--- Excerpted data ---

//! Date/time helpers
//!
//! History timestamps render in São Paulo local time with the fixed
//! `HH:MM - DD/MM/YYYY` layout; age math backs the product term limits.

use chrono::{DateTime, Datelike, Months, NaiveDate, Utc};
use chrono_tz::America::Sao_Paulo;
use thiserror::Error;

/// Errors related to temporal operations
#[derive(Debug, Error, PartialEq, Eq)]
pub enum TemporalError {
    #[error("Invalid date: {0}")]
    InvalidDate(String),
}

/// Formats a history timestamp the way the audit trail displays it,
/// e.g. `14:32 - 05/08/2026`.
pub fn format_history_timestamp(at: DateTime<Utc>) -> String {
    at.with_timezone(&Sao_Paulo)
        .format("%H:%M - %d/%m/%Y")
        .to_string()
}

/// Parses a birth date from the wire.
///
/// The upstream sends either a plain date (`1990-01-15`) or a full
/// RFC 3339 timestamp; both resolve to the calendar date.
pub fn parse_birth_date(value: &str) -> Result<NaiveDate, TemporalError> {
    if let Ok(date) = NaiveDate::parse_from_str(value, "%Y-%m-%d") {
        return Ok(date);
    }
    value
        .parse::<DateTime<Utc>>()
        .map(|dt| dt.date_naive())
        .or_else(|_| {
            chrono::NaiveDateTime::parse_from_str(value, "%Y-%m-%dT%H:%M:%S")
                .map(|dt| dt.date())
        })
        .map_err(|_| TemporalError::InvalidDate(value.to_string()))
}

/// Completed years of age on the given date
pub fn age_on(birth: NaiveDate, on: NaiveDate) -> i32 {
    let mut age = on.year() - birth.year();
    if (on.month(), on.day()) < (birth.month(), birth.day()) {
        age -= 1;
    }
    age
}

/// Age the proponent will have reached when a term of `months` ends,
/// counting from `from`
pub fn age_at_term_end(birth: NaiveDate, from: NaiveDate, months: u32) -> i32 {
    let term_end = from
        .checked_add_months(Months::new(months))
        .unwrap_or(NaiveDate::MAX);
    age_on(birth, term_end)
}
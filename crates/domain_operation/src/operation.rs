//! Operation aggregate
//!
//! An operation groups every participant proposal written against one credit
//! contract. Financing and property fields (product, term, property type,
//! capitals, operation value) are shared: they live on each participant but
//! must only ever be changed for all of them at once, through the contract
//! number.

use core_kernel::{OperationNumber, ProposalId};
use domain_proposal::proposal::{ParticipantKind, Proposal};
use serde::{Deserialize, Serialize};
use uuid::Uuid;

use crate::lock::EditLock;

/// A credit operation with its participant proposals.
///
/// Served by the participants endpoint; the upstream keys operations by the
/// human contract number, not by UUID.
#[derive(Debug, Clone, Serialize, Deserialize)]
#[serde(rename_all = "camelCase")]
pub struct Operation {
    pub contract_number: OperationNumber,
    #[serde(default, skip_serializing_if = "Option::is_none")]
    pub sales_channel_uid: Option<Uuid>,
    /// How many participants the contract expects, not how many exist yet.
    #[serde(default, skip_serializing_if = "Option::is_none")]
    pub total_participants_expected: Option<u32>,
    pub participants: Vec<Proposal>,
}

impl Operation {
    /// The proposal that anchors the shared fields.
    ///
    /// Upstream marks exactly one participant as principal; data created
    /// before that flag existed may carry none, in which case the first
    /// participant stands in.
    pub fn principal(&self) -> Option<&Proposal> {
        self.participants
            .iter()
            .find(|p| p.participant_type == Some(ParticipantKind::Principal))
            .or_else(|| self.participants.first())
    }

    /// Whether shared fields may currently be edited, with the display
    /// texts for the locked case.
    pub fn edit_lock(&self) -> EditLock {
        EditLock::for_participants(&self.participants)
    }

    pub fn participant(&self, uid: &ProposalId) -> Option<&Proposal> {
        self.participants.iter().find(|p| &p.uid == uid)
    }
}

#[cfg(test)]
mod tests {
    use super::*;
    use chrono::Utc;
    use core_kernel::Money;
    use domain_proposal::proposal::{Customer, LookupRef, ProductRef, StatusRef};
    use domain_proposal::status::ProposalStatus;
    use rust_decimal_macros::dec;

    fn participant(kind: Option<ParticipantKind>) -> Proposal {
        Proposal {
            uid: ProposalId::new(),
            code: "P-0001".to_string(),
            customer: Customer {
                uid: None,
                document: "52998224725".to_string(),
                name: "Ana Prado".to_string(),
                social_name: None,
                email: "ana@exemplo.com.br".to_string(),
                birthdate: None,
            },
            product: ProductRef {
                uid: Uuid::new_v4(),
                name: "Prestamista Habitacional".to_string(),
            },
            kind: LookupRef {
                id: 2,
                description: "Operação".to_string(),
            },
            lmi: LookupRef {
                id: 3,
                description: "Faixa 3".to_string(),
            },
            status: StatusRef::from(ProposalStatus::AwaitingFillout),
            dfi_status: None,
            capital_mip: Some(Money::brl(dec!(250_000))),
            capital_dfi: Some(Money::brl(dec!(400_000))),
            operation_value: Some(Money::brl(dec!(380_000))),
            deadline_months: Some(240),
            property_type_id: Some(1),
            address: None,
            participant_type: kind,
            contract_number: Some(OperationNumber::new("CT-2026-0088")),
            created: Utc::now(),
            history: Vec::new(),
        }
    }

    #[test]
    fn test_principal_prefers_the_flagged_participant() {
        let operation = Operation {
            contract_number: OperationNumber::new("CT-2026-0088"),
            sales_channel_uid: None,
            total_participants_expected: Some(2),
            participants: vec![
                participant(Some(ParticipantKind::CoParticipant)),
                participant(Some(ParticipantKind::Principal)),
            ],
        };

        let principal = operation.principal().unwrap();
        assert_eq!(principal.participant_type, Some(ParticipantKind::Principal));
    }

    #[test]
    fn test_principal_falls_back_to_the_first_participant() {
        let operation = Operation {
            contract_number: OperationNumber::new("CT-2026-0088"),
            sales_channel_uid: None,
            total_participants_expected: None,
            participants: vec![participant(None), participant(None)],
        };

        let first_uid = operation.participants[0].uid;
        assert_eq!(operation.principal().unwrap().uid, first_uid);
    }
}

---

Activity => Retype the records above, but only those lines that fall between the line containing "the shared fields." and the line containing "use core_kernel::Money;", with both of those lines included, exactly as written.

Solution for this problem =>
    /// The proposal that anchors the shared fields.
    ///
    /// Upstream marks exactly one participant as principal; data created
    /// before that flag existed may carry none, in which case the first
    /// participant stands in.
    pub fn principal(&self) -> Option<&Proposal> {
        self.participants
            .iter()
            .find(|p| p.participant_type == Some(ParticipantKind::Principal))
            .or_else(|| self.participants.first())
    }

    /// Whether shared fields may currently be edited, with the display
    /// texts for the locked case.
    pub fn edit_lock(&self) -> EditLock {
        EditLock::for_participants(&self.participants)
    }

    pub fn participant(&self, uid: &ProposalId) -> Option<&Proposal> {
        self.participants.iter().find(|p| &p.uid == uid)
    }
}

#[cfg(test)]
mod tests {
    use super::*;
    use chrono::Utc;
    use core_kernel::Money;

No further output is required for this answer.